Activity: Although the data below holds other lines too, output only those from the line with "async fn find_returns_reference_only_without_return_fields()" up to and including the line with "assert!(found.fields.is_empty());", exactly as they appear.

Supplied data:

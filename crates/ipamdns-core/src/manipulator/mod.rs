// # Object Manipulator
//
// Idempotent create/update/delete on top of an `ObjectStore`.
//
// The store addresses objects by opaque reference, while callers only know
// semantic attributes. Every mutation therefore looks the object up first:
//
// - create: an existing match is returned instead of creating a duplicate
// - update/delete: a missing object means the store has already converged,
//   so the call is a logged no-op rather than an error
//
// Genuine store failures (other than a failed lookup during update/delete)
// propagate to the caller as typed errors. Nothing is retried here.

pub mod objects;

pub use objects::ViewSetup;

use std::sync::Arc;

use crate::model::{Payload, VendorObject};
use crate::traits::ObjectStore;
use crate::{Error, Result};

/// Idempotent CRUD helper over an object store
#[derive(Clone)]
pub struct ObjectManipulator {
    store: Arc<dyn ObjectStore>,
}

impl std::fmt::Debug for ObjectManipulator {
    fn fmt(&self, f: &mut std::fmt::Formatter<'_>) -> std::fmt::Result {
        f.debug_struct("ObjectManipulator")
            .field("store", &self.store.store_name())
            .finish()
    }
}

impl ObjectManipulator {
    /// Wrap an object store
    pub fn new(store: Arc<dyn ObjectStore>) -> Self {
        Self { store }
    }

    /// The underlying store
    pub fn store(&self) -> &Arc<dyn ObjectStore> {
        &self.store
    }

    /// Create an object unless one matching `payload` already exists
    ///
    /// Only `payload` takes part in the existence check. `extra` is merged in
    /// just before the create call; it carries mutable metadata (TTL and the
    /// like) that must not affect whether an object counts as existing.
    ///
    /// # Errors
    ///
    /// - `Error::SearchError` if the existence query fails
    /// - `Error::CannotCreateObject` if the store refuses the object
    pub async fn create_object(
        &self,
        obj_type: &str,
        mut payload: Payload,
        extra: Payload,
        check_exists: bool,
        return_fields: Option<&[&str]>,
    ) -> Result<VendorObject> {
        if check_exists
            && let Some(existing) = self
                .find_object_or_none(obj_type, &payload, return_fields)
                .await?
        {
            tracing::info!("{} already exists: {}", obj_type, existing.reference);
            return Ok(existing);
        }

        payload.extend(extra);
        let created = self.store.create(obj_type, &payload, return_fields).await?;
        tracing::info!("{} was created: {}", obj_type, created.reference);
        Ok(created)
    }

    /// Find the first object of `obj_type` matching `payload`
    ///
    /// Without `return_fields` only the reference is kept.
    pub async fn find_object_or_none(
        &self,
        obj_type: &str,
        payload: &Payload,
        return_fields: Option<&[&str]>,
    ) -> Result<Option<VendorObject>> {
        let found = self.store.query(obj_type, payload, return_fields).await?;

        Ok(found.into_iter().next().map(|object| {
            if return_fields.is_some() {
                object
            } else {
                VendorObject::from_ref(object.reference)
            }
        }))
    }

    /// Update the object matching `payload`; a missing object is a no-op
    pub async fn update_object_by_query(
        &self,
        obj_type: &str,
        payload: &Payload,
        update: &Payload,
    ) -> Result<()> {
        match self.lookup_for_mutation(obj_type, payload, "updated").await? {
            Some(reference) => self.update_object_by_ref(&reference, update).await,
            None => Ok(()),
        }
    }

    /// Update the object behind `reference`
    pub async fn update_object_by_ref(&self, reference: &str, update: &Payload) -> Result<()> {
        self.store.update(reference, update).await?;
        tracing::info!("Object was updated: {}", reference);
        Ok(())
    }

    /// Delete the object matching `payload`; a missing object is a no-op
    pub async fn delete_object_by_query(&self, obj_type: &str, payload: &Payload) -> Result<()> {
        if let Some(reference) = self.lookup_for_mutation(obj_type, payload, "deleted").await? {
            self.store.delete(&reference).await?;
            tracing::info!("Object was deleted: {}", reference);
        }
        Ok(())
    }

    /// Resolve the reference to mutate, treating "not found" and failed
    /// searches as already converged
    async fn lookup_for_mutation(
        &self,
        obj_type: &str,
        payload: &Payload,
        action: &str,
    ) -> Result<Option<String>> {
        match self.find_object_or_none(obj_type, payload, None).await {
            Ok(Some(object)) => Ok(Some(object.reference)),
            Ok(None) => {
                tracing::warn!(
                    "{} will not be {} because it cannot be found: {:?}",
                    obj_type,
                    action,
                    payload
                );
                Ok(None)
            }
            Err(err @ Error::SearchError { .. }) => {
                tracing::warn!(
                    "{} will not be {} because it cannot be found: {:?}",
                    obj_type,
                    action,
                    payload
                );
                tracing::info!("{}", err);
                Ok(None)
            }
            Err(err) => Err(err),
        }
    }
}

#[cfg(test)]
mod tests {
    use super::*;
    use crate::model::payload;
    use crate::store::MemoryObjectStore;

    fn manipulator() -> (ObjectManipulator, MemoryObjectStore) {
        let store = MemoryObjectStore::new();
        (ObjectManipulator::new(Arc::new(store.clone())), store)
    }

    #[tokio::test]
    async fn find_returns_reference_only_without_return_fields() {
        let (manipulator, _store) = manipulator();
        let query = payload([("name", "tenant-a".into())]);
        manipulator
            .create_object("networkview", query.clone(), Payload::new(), true, None)
            .await
            .unwrap();

        let found = manipulator
            .find_object_or_none("networkview", &query, None)
            .await
            .unwrap()
            .unwrap();
        assert!(found.fields.is_empty());

        let found = manipulator
            .find_object_or_none("networkview", &query, Some(&["name"][..]))
            .await
            .unwrap()
            .unwrap();
        assert_eq!(found.field("name"), Some(&serde_json::Value::from("tenant-a")));
    }

    #[tokio::test]
    async fn extra_fields_do_not_take_part_in_existence_check() {
        let (manipulator, store) = manipulator();
        let identity = payload([("name", "www.example.com".into())]);

        manipulator
            .create_object(
                "record:a",
                identity.clone(),
                payload([("ttl", 300.into())]),
                true,
                None,
            )
            .await
            .unwrap();
        manipulator
            .create_object(
                "record:a",
                identity,
                payload([("ttl", 600.into())]),
                true,
                None,
            )
            .await
            .unwrap();

        assert_eq!(store.len().await, 1);
    }

    #[tokio::test]
    async fn update_of_missing_object_is_a_no_op() {
        let (manipulator, store) = manipulator();
        manipulator
            .update_object_by_query(
                "zone_auth",
                &payload([("fqdn", "missing.example.com".into())]),
                &Payload::new(),
            )
            .await
            .unwrap();
        assert!(store.is_empty().await);
    }

    #[tokio::test]
    async fn delete_twice_does_not_fail() {
        let (manipulator, store) = manipulator();
        let identity = payload([("fqdn", "example.com".into())]);
        manipulator
            .create_object("zone_auth", identity.clone(), Payload::new(), true, None)
            .await
            .unwrap();

        manipulator
            .delete_object_by_query("zone_auth", &identity)
            .await
            .unwrap();
        manipulator
            .delete_object_by_query("zone_auth", &identity)
            .await
            .unwrap();
        assert!(store.is_empty().await);
    }
}
//! Plugin-based object store registry
//!
//! The registry allows object stores to be registered dynamically at
//! runtime, avoiding hardcoded if-else chains over store types.
//!
//! ## Usage
//!
//! ```rust,ignore
//! use ipamdns_core::registry::StoreRegistry;
//! use ipamdns_core::config::StoreConfig;
//!
//! let registry = StoreRegistry::with_builtin();
//!
//! // Store crates register themselves
//! ipamdns_wapi::register(&registry);
//!
//! let store = registry.create_store(&StoreConfig::Memory)?;
//! ```

use std::collections::HashMap;
use std::sync::{Arc, PoisonError, RwLock};

use crate::config::StoreConfig;
use crate::error::{Error, Result};
use crate::store::MemoryStoreFactory;
use crate::traits::{ObjectStore, ObjectStoreFactory};

/// Store registry for plugin-based object store creation
///
/// Maps store type names (as reported by [`StoreConfig::type_name`]) to
/// factories.
///
/// ## Thread Safety
///
/// The registry uses interior mutability with RwLock, allowing concurrent
/// reads and exclusive writes.
#[derive(Default)]
pub struct StoreRegistry {
    stores: RwLock<HashMap<String, Box<dyn ObjectStoreFactory>>>,
}

impl StoreRegistry {
    /// Create a new empty registry
    pub fn new() -> Self {
        Self::default()
    }

    /// Create a registry with the stores of this crate registered
    pub fn with_builtin() -> Self {
        let registry = Self::new();
        registry.register_store("memory", Box::new(MemoryStoreFactory));
        registry
    }

    /// Register an object store factory
    ///
    /// # Parameters
    ///
    /// - `name`: Store type name (e.g., "wapi", "memory")
    /// - `factory`: Factory object for creating store instances
    pub fn register_store(&self, name: impl Into<String>, factory: Box<dyn ObjectStoreFactory>) {
        let name = name.into();
        let mut stores = self.stores.write().unwrap_or_else(PoisonError::into_inner);
        stores.insert(name, factory);
    }

    /// Create an object store from configuration
    ///
    /// # Returns
    ///
    /// - `Ok(Arc<dyn ObjectStore>)`: Created store instance
    /// - `Err(Error)`: If the configuration is invalid, the store type is
    ///   not registered, or creation fails
    pub fn create_store(&self, config: &StoreConfig) -> Result<Arc<dyn ObjectStore>> {
        config.validate()?;

        let store_type = config.type_name();
        let stores = self.stores.read().unwrap_or_else(PoisonError::into_inner);

        let factory = stores
            .get(store_type)
            .ok_or_else(|| Error::config(format!("Unknown store type: {}", store_type)))?;

        factory.create(config)
    }

    /// List all registered store types
    pub fn list_stores(&self) -> Vec<String> {
        let stores = self.stores.read().unwrap_or_else(PoisonError::into_inner);
        stores.keys().cloned().collect()
    }

    /// Check if a store type is registered
    pub fn has_store(&self, name: &str) -> bool {
        let stores = self.stores.read().unwrap_or_else(PoisonError::into_inner);
        stores.contains_key(name)
    }
}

Exercise output:
    async fn find_returns_reference_only_without_return_fields() {
        let (manipulator, _store) = manipulator();
        let query = payload([("name", "tenant-a".into())]);
        manipulator
            .create_object("networkview", query.clone(), Payload::new(), true, None)
            .await
            .unwrap();

        let found = manipulator
            .find_object_or_none("networkview", &query, None)
            .await
            .unwrap()
            .unwrap();
        assert!(found.fields.is_empty());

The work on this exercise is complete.